SPRING 2021 ISSUE


Get Biofuel: Optimism After the Storm






The hail beating down on the roof and walls of the machine shed was deafening. I could hardly hear my uncle yell, “Okay, let’s make a run for it!” 


My other uncle shook his head as he stared at a now archaic DTN screen. “It’ll be over soon!” he yelled as we ran out the door to the pickup. We slowly drove through the rain and hail half a mile down the hill to the house. 


It was the early 90s, and I was farming part-time at my uncles’ during college. I remember walking back to the pickup after the storm with orange gravel juice creeping up the sides of my old basketball shoes. The sun was gaining more power as it fought through the heavy, sweet-smelling air. It seemed so calm. 


As we headed back the nearby creek was too swelled up to pass, so we reversed course and drove around to enter the farm from the west. We drove by one of our bin sites at a neighbor’s place and slowed down to look. “Great,” was my uncle’s bleak response. 


One of the old Butler bins blew into the other during the storm, leaving both completely wrecked. We walked into the shop upon returning to the farm and my other, more optimistic uncle said, “See? I told you it’d be a short one.” 


“Yeah, well we just surveyed some major damage,” replied my more cynical uncle. “The bins are destroyed at the Fox place, and water is standing everywhere. It’s over, let’s start lining up the machinery for the sale.” He was always planning for the worst. 


My other uncle calmly pointed out that those bins were empty and it was time to replace the bin site at the Fox place anyway.  We didn’t have to line up the machinery that year and the crops were just fine. 


We had to weather a number of those small storms in the short time I farmed with my uncles, and the farm always seemed to prosper after those trials.
I’ve heard the saying that storms make trees take deeper roots. In March 2020 the ethanol industry did that very thing. We were just emerging from the “perfect storm” of 2019 when the global pandemic struck home, adding insult to injury. But the industry sprang into action. It was a time to rethink, a time to be fervent, and a time to innovate. 

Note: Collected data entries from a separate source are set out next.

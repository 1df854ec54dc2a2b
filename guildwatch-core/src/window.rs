//! Sliding window event tracking.
//!
//! Each key owns a timestamp log in insertion order. Reads trim the expired
//! prefix before counting, so a log never holds more than
//! `rate × window` entries no matter how long a burst lasts.

use std::collections::{HashMap, VecDeque};
use std::hash::Hash;

/// Per-key timestamped event log with expiry-on-read.
#[derive(Debug, Clone)]
pub struct SlidingWindowTracker<K> {
    logs: HashMap<K, VecDeque<u64>>,
}

impl<K> Default for SlidingWindowTracker<K> {
    fn default() -> Self {
        Self {
            logs: HashMap::new(),
        }
    }
}

impl<K: Eq + Hash + Clone> SlidingWindowTracker<K> {
    pub fn new() -> Self {
        Self::default()
    }

    /// Append an event for `key`.
    ///
    /// Logs are kept non-decreasing: a timestamp older than the newest entry
    /// is recorded at the newest entry's time.
    pub fn record(&mut self, key: K, ts_ms: u64) {
        let log = self.logs.entry(key).or_default();
        let ts = log.back().map_or(ts_ms, |last| ts_ms.max(*last));
        log.push_back(ts);
    }

    /// Drop entries with `now - entry > window` and return what remains.
    ///
    /// A key whose log empties is forgotten entirely.
    pub fn count_within(&mut self, key: &K, window_ms: u64, now_ms: u64) -> usize {
        let Some(log) = self.logs.get_mut(key) else {
            return 0;
        };

        let count = trim_expired(log, window_ms, now_ms);
        if count == 0 {
            self.logs.remove(key);
        }
        count
    }

    /// Record at `ts_ms` and return the count within the window ending there.
    pub fn record_and_count(&mut self, key: K, ts_ms: u64, window_ms: u64) -> usize {
        self.record(key.clone(), ts_ms);
        self.count_within(&key, window_ms, ts_ms)
    }

    /// Forget one key. Returns whether anything was tracked.
    pub fn clear(&mut self, key: &K) -> bool {
        self.logs.remove(key).is_some()
    }

    /// Forget every key matching `predicate`. Returns how many were removed.
    pub fn clear_where<F>(&mut self, mut predicate: F) -> usize
    where
        F: FnMut(&K) -> bool,
    {
        let before = self.logs.len();
        self.logs.retain(|k, _| !predicate(k));
        before - self.logs.len()
    }

    pub fn clear_all(&mut self) {
        self.logs.clear();
    }

    /// Number of keys with a non-empty log (as of their last read).
    pub fn tracked_keys(&self) -> usize {
        self.logs.len()
    }

    /// Trim every log matching `predicate` to the window ending at `now_ms`
    /// and return how many still hold entries. Emptied logs are forgotten.
    pub fn live_where<F>(&mut self, window_ms: u64, now_ms: u64, mut predicate: F) -> usize
    where
        F: FnMut(&K) -> bool,
    {
        let mut live = 0;
        self.logs.retain(|k, log| {
            if !predicate(k) {
                return true;
            }
            let keep = trim_expired(log, window_ms, now_ms) > 0;
            live += usize::from(keep);
            keep
        });
        live
    }

    pub fn is_tracked(&self, key: &K) -> bool {
        self.logs.contains_key(key)
    }
}

fn trim_expired(log: &mut VecDeque<u64>, window_ms: u64, now_ms: u64) -> usize {
    while let Some(&oldest) = log.front() {
        if now_ms.saturating_sub(oldest) > window_ms {
            log.pop_front();
        } else {
            break;
        }
    }
    log.len()
}

#[cfg(test)]
mod tests {
    use super::*;

    // ===========================================
    // Category B — Windowing
    // ===========================================

    const WINDOW: u64 = 10_000;

    #[test]
    fn test_count_unknown_key_is_zero() {
        let mut tracker: SlidingWindowTracker<u64> = SlidingWindowTracker::new();
        assert_eq!(tracker.count_within(&1, WINDOW, 0), 0);
    }

    #[test]
    fn test_count_within_window() {
        let mut tracker = SlidingWindowTracker::new();
        for ts in [1_000, 2_000, 3_000] {
            tracker.record(7u64, ts);
        }
        assert_eq!(tracker.count_within(&7, WINDOW, 3_000), 3);
    }

    #[test]
    fn test_entry_exactly_at_window_edge_is_kept() {
        let mut tracker = SlidingWindowTracker::new();
        tracker.record(1u64, 0);
        tracker.record(1u64, 5_000);

        // now - 0 == window: still inside [now - window, now]
        assert_eq!(tracker.count_within(&1, WINDOW, 10_000), 2);
        // one ms later it falls out
        assert_eq!(tracker.count_within(&1, WINDOW, 10_001), 1);
    }

    #[test]
    fn test_pruned_entries_stay_pruned() {
        let mut tracker = SlidingWindowTracker::new();
        tracker.record(1u64, 0);
        tracker.record(1u64, 8_000);

        assert_eq!(tracker.count_within(&1, WINDOW, 12_000), 1);
        // Asking about an earlier instant cannot resurrect the trimmed entry.
        assert_eq!(tracker.count_within(&1, WINDOW, 9_000), 1);
    }

    #[test]
    fn test_empty_log_forgets_key() {
        let mut tracker = SlidingWindowTracker::new();
        tracker.record(1u64, 0);
        assert!(tracker.is_tracked(&1));

        assert_eq!(tracker.count_within(&1, WINDOW, 60_000), 0);
        assert!(!tracker.is_tracked(&1));
        assert_eq!(tracker.tracked_keys(), 0);
    }

    #[test]
    fn test_live_where_skips_expired_unread_keys() {
        let mut tracker = SlidingWindowTracker::new();
        tracker.record((1u64, 10u64), 0);
        tracker.record((1u64, 11u64), 8_000);
        tracker.record((2u64, 10u64), 0);

        // (1, 10) expired but was never read back
        assert_eq!(tracker.tracked_keys(), 3);
        assert_eq!(tracker.live_where(WINDOW, 12_000, |(guild, _)| *guild == 1), 1);
        assert!(!tracker.is_tracked(&(1, 10)));
        // keys outside the predicate are left alone
        assert!(tracker.is_tracked(&(2, 10)));
        assert_eq!(tracker.tracked_keys(), 2);
    }

    #[test]
    fn test_out_of_order_timestamp_clamped() {
        let mut tracker = SlidingWindowTracker::new();
        tracker.record(1u64, 5_000);
        tracker.record(1u64, 1_000);

        // The late entry is held at 5_000, so both survive until 15_000.
        assert_eq!(tracker.count_within(&1, WINDOW, 15_000), 2);
        assert_eq!(tracker.count_within(&1, WINDOW, 15_001), 0);
    }

    #[test]
    fn test_record_and_count() {
        let mut tracker = SlidingWindowTracker::new();
        let counts: Vec<usize> = (0..5)
            .map(|i| tracker.record_and_count(3u64, i * 4_000, WINDOW))
            .collect();

        // t=0,4k,8k,12k,16k with a 10s window
        assert_eq!(counts, vec![1, 2, 3, 3, 3]);
    }

    #[test]
    fn test_keys_are_independent() {
        let mut tracker = SlidingWindowTracker::new();
        tracker.record("a", 0);
        tracker.record("a", 1);
        tracker.record("b", 2);

        assert_eq!(tracker.count_within(&"a", WINDOW, 2), 2);
        assert_eq!(tracker.count_within(&"b", WINDOW, 2), 1);
    }

    #[test]
    fn test_clear_and_clear_where() {
        let mut tracker = SlidingWindowTracker::new();
        tracker.record((1u64, 10u64), 0);
        tracker.record((1u64, 11u64), 0);
        tracker.record((2u64, 10u64), 0);

        assert!(tracker.clear(&(1, 10)));
        assert!(!tracker.clear(&(1, 10)));

        assert_eq!(tracker.clear_where(|(guild, _)| *guild == 1), 1);
        assert_eq!(tracker.tracked_keys(), 1);
        assert_eq!(tracker.live_where(WINDOW, 0, |(guild, _)| *guild == 2), 1);

        tracker.clear_all();
        assert_eq!(tracker.tracked_keys(), 0);
    }

    #[test]
    fn test_burst_stays_bounded() {
        let mut tracker = SlidingWindowTracker::new();
        let mut max_seen = 0;
        // 100 events per second for a minute
        for i in 0..6_000u64 {
            let count = tracker.record_and_count(1u64, i * 10, WINDOW);
            max_seen = max_seen.max(count);
        }
        assert_eq!(max_seen, 1_001);
    }

    #[test]
    fn test_count_matches_brute_force_for_interleavings() {
        let stamps = [0u64, 1, 1, 400, 2_000, 9_999, 10_000, 10_001, 15_000, 30_000];
        let instants = [0u64, 5, 9_999, 10_000, 10_001, 10_002, 20_000, 40_000];

        for split in 0..stamps.len() {
            let mut tracker = SlidingWindowTracker::new();
            let mut recorded: Vec<u64> = Vec::new();
            for (i, &ts) in stamps.iter().enumerate() {
                tracker.record(0u8, ts);
                recorded.push(ts);
                if i == split {
                    // interleave a read mid-stream
                    tracker.count_within(&0, WINDOW, ts);
                }
            }
            let mut last_seen = *stamps.last().unwrap_or(&0);
            for &instant in &instants {
                let now = instant.max(last_seen);
                last_seen = now;
                let expected = recorded
                    .iter()
                    .filter(|&&ts| ts + WINDOW >= now && ts <= now)
                    .count();
                assert_eq!(tracker.count_within(&0, WINDOW, now), expected, "split={split} now={now}");
            }
        }
    }
}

New co-products were unveiled, new processes were implemented and, once again, the biofuels industry showed its strength. Innovation was the key to weathering this unexpected storm and growing deeper roots. This industry, although still relatively young, proved that it had the gumption of an old oak — that it was far more than just a sapling.  


NASCAR, a longtime partner of the bioethanol industry, was weathering its own storm. A professional sport whose lifeline is its fans found itself fan-less. It too was not going to stand around and wait to see what happened; NASCAR optimistically pushed forward. 


When the COVID-19 pandemic shut down sports last March, NASCAR had an advantage with iRacing, which allowed drivers to continue racing each other virtually. Drivers had fun with it and it gave fans quarantined at home a taste of sports during the 10-week hiatus, until officials figured out how to safely bring racing back to the real-life track. 


When NASCAR finally returned to the real track in May, everything was different. COVID protocols, new schedules, no practice, no qualifying and no fans in the stands made it eerie for those of us watching.  It was definitely a tale of two seasons.


NASCAR is used to being scrutinized over attendance and television ratings. But in this most unprecedented of years, NASCAR was the only major sport to not only hold on, but grow its audience (except at the physical track, of course). Critics believe ratings stabilized, in part, to NASCAR being the first major sport to return during the pandemic. 


NASCAR weathered the storm just as my uncles did — with a little ingenuity and a lot of hope. I believe opening up to new formats and concepts was critical in helping NASCAR gain new viewers, and their success was driven by some good old-fashioned optimism.